Welcome to the Oracle University Podcast, the first stop on your cloud journey. During this series of informative podcasts, we'll bring you foundational training on the most popular Oracle technologies. Let's get started!

00:26

Nikita: Welcome to the Oracle University Podcast! I'm Nikita Abraham, Team Lead: Editorial Services with Oracle University, and with me is Lois Houston, Director of Communications and Adoption with Customer Success Services.
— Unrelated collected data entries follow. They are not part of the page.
//! Configuration management
//!
//! Loads and saves configuration from XDG-compliant paths.
//! Config location: ~/.config/samguk-map/config.toml

pub mod defaults;

use crate::constants::api::GOOGLE_KEY_ENV;
use crate::error::{Error, Result};
use defaults::*;
use serde::{Deserialize, Serialize};
use std::fs;
use std::path::{Path, PathBuf};

/// Main configuration structure
#[derive(Debug, Clone, Default, Serialize, Deserialize)]
pub struct Config {
    /// Backend store API
    #[serde(default)]
    pub api: ApiConfig,

    /// Geocoding request parameters
    #[serde(default)]
    pub geocoding: GeocodingConfig,

    /// Nearby-store ranking
    #[serde(default)]
    pub ranking: RankingConfig,

    /// Output settings
    #[serde(default)]
    pub output: OutputConfig,

    /// Server settings
    #[serde(default)]
    pub server: ServerConfig,

    /// API keys for external services
    #[serde(default)]
    pub api_keys: ApiKeysConfig,
}

/// Backend store API settings
#[derive(Debug, Clone, Serialize, Deserialize)]
pub struct ApiConfig {
    /// Base URL of the backend serving stores and occupations
    #[serde(default = "default_api_base_url")]
    pub base_url: String,

    /// Request timeout in seconds
    #[serde(default = "default_api_timeout")]
    pub timeout_secs: u64,
}

/// Geocoding request parameters
#[derive(Debug, Clone, Serialize, Deserialize)]
pub struct GeocodingConfig {
    /// Region bias passed to the primary provider
    #[serde(default = "default_region")]
    pub region: String,

    /// Result language passed to the primary provider
    #[serde(default = "default_language")]
    pub language: String,
}

/// Nearby-store ranking settings
#[derive(Debug, Clone, Serialize, Deserialize)]
pub struct RankingConfig {
    /// How many stores a nearby query returns
    #[serde(default = "default_limit")]
    pub limit: usize,
}

/// Output settings
#[derive(Debug, Clone, Serialize, Deserialize)]
pub struct OutputConfig {
    /// Default output format
    #[serde(default = "default_format")]
    pub format: String,
}

/// Server settings
#[derive(Debug, Clone, Serialize, Deserialize)]
pub struct ServerConfig {
    /// Server host address
    #[serde(default = "default_host")]
    pub host: String,

    /// Server port
    #[serde(default = "default_port")]
    pub port: u16,
}

/// API keys for external services
#[derive(Debug, Clone, Serialize, Deserialize, Default)]
pub struct ApiKeysConfig {
    /// Google Maps Geocoding API key (empty = primary provider disabled)
    #[serde(default)]
    pub google: String,
}

// Default value functions for serde
fn default_api_base_url() -> String {
    DEFAULT_API_BASE_URL.to_string()
}
fn default_api_timeout() -> u64 {
    DEFAULT_API_TIMEOUT_SECS
}
fn default_region() -> String {
    DEFAULT_REGION.to_string()
}
fn default_language() -> String {
    DEFAULT_LANGUAGE.to_string()
}
fn default_limit() -> usize {
    DEFAULT_LIMIT
}
fn default_format() -> String {
    DEFAULT_FORMAT.to_string()
}
fn default_host() -> String {
    DEFAULT_HOST.to_string()
}
fn default_port() -> u16 {
    DEFAULT_PORT
}

impl Default for ApiConfig {
    fn default() -> Self {
        Self {
            base_url: default_api_base_url(),
            timeout_secs: default_api_timeout(),
        }
    }
}

impl Default for GeocodingConfig {
    fn default() -> Self {
        Self {
            region: default_region(),
            language: default_language(),
        }
    }
}

impl Default for RankingConfig {
    fn default() -> Self {
        Self {
            limit: default_limit(),
        }
    }
}

impl Default for OutputConfig {
    fn default() -> Self {
        Self {
            format: default_format(),
        }
    }
}

impl Default for ServerConfig {
    fn default() -> Self {
        Self {
            host: default_host(),
            port: default_port(),
        }
    }
}

impl Config {
    /// Get the config directory path
    pub fn config_dir() -> Result<PathBuf> {
        dirs::config_dir()
            .map(|p| p.join(APP_DIR_NAME))
            .ok_or_else(|| Error::Config("Could not determine config directory".to_string()))
    }

    /// Get the config file path
    pub fn config_path() -> Result<PathBuf> {
        Ok(Self::config_dir()?.join(CONFIG_FILE_NAME))
    }

    /// Load configuration from the default path
    ///
    /// Creates default config if file doesn't exist
    pub fn load() -> Result<Self> {
        Self::load_from(&Self::config_path()?)
    }

    /// Load configuration from a specific path, writing defaults if missing
    pub fn load_from(path: &Path) -> Result<Self> {
        if path.exists() {
            let content = fs::read_to_string(path)
                .map_err(|e| Error::Config(format!("Failed to read config file: {}", e)))?;

            toml::from_str(&content)
                .map_err(|e| Error::Config(format!("Failed to parse config file: {}", e)))
        } else {
            let config = Config::default();
            config.save_to(path)?;
            Ok(config)
        }
    }

    /// Save configuration to the default path
    pub fn save(&self) -> Result<()> {
        self.save_to(&Self::config_path()?)
    }

    /// Save configuration to a specific path
    pub fn save_to(&self, path: &Path) -> Result<()> {
        if let Some(parent) = path.parent() {
            fs::create_dir_all(parent).map_err(|e| {
                Error::Config(format!("Failed to create config directory: {}", e))
            })?;
        }

        let content = toml::to_string_pretty(self)
            .map_err(|e| Error::Config(format!("Failed to serialize config: {}", e)))?;

        fs::write(path, content)
            .map_err(|e| Error::Config(format!("Failed to write config file: {}", e)))?;

        Ok(())
    }

    /// Google API key, with `GOOGLE_MAPS_API_KEY` taking precedence
    ///
    /// Returns None when neither source provides a non-empty key.
    pub fn google_api_key(&self) -> Option<String> {
        let from_env = std::env::var(GOOGLE_KEY_ENV).ok();
        pick_key(from_env, &self.api_keys.google)
    }

    /// Get a configuration value by key path
    ///
    /// Key format: "section.key"
    pub fn get(&self, key: &str) -> Option<String> {
        let parts: Vec<&str> = key.split('.').collect();

        match parts.as_slice() {
            ["api", "base_url"] => Some(self.api.base_url.clone()),
            ["api", "timeout_secs"] => Some(self.api.timeout_secs.to_string()),

            ["geocoding", "region"] => Some(self.geocoding.region.clone()),
            ["geocoding", "language"] => Some(self.geocoding.language.clone()),

            ["ranking", "limit"] => Some(self.ranking.limit.to_string()),

            ["output", "format"] => Some(self.output.format.clone()),

            ["server", "host"] => Some(self.server.host.clone()),
            ["server", "port"] => Some(self.server.port.to_string()),

            ["api_keys", "google"] => Some(self.api_keys.google.clone()),

            _ => None,
        }
    }

    /// Set a configuration value by key path
    ///
    /// Returns error if key is invalid or value type is wrong
    pub fn set(&mut self, key: &str, value: &str) -> Result<()> {
        let parts: Vec<&str> = key.split('.').collect();

        match parts.as_slice() {
            ["api", "base_url"] => {
                self.api.base_url = value.trim_end_matches('/').to_string();
            }
            ["api", "timeout_secs"] => {
                self.api.timeout_secs = value
                    .parse()
                    .map_err(|_| Error::Config(format!("Invalid timeout value: {}", value)))?;
            }

            ["geocoding", "region"] => {
                self.geocoding.region = value.to_string();
            }
            ["geocoding", "language"] => {
                self.geocoding.language = value.to_string();
            }

            ["ranking", "limit"] => {
                self.ranking.limit = value
                    .parse()
                    .map_err(|_| Error::Config(format!("Invalid limit value: {}", value)))?;
            }

            ["output", "format"] => {
                self.output.format = value.to_string();
            }

            ["server", "host"] => {
                self.server.host = value.to_string();
            }
            ["server", "port"] => {
                self.server.port = value
                    .parse()
                    .map_err(|_| Error::Config(format!("Invalid port value: {}", value)))?;
            }

            ["api_keys", "google"] => {
                self.api_keys.google = value.to_string();
            }

            _ => {
                return Err(Error::Config(format!("Unknown config key: {}", key)));
            }
        }

        Ok(())
    }

    /// List all available config keys
    pub fn available_keys() -> Vec<&'static str> {
        vec![
            "api.base_url",
            "api.timeout_secs",
            "geocoding.region",
            "geocoding.language",
            "ranking.limit",
            "output.format",
            "server.host",
            "server.port",
            "api_keys.google",
        ]
    }

    /// Get server address as "host:port"
    pub fn server_addr(&self) -> String {
        format!("{}:{}", self.server.host, self.server.port)
    }
}

fn pick_key(from_env: Option<String>, from_file: &str) -> Option<String> {
    from_env
        .filter(|k| !k.trim().is_empty())
        .or_else(|| Some(from_file.to_string()).filter(|k| !k.trim().is_empty()))
}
Lois: Hello again! We're continuing our discussion on Oracle Database@AWS and in today's episode, we're going to talk about the aspects of security and migration with two special guests: Samvit Mishra and Rashmi Panda. Samvit is a Senior Manager and Rashmi is a Senior Principal Database Instructor.

00:59

Nikita: Hi Samvit and Rashmi! Samvit, let's begin with you. What are the recommended security best practices and data protection mechanisms for Oracle Database@AWS?

Samvit: Instead of everyone using the root account, which has full access, we create individual users with AWS, IAM, Identity Center, or IAM service.

And in addition, you must use multi-factor authentication. So basically, as an example, you need a password and a temporary code from virtual MFA app to log in to the console.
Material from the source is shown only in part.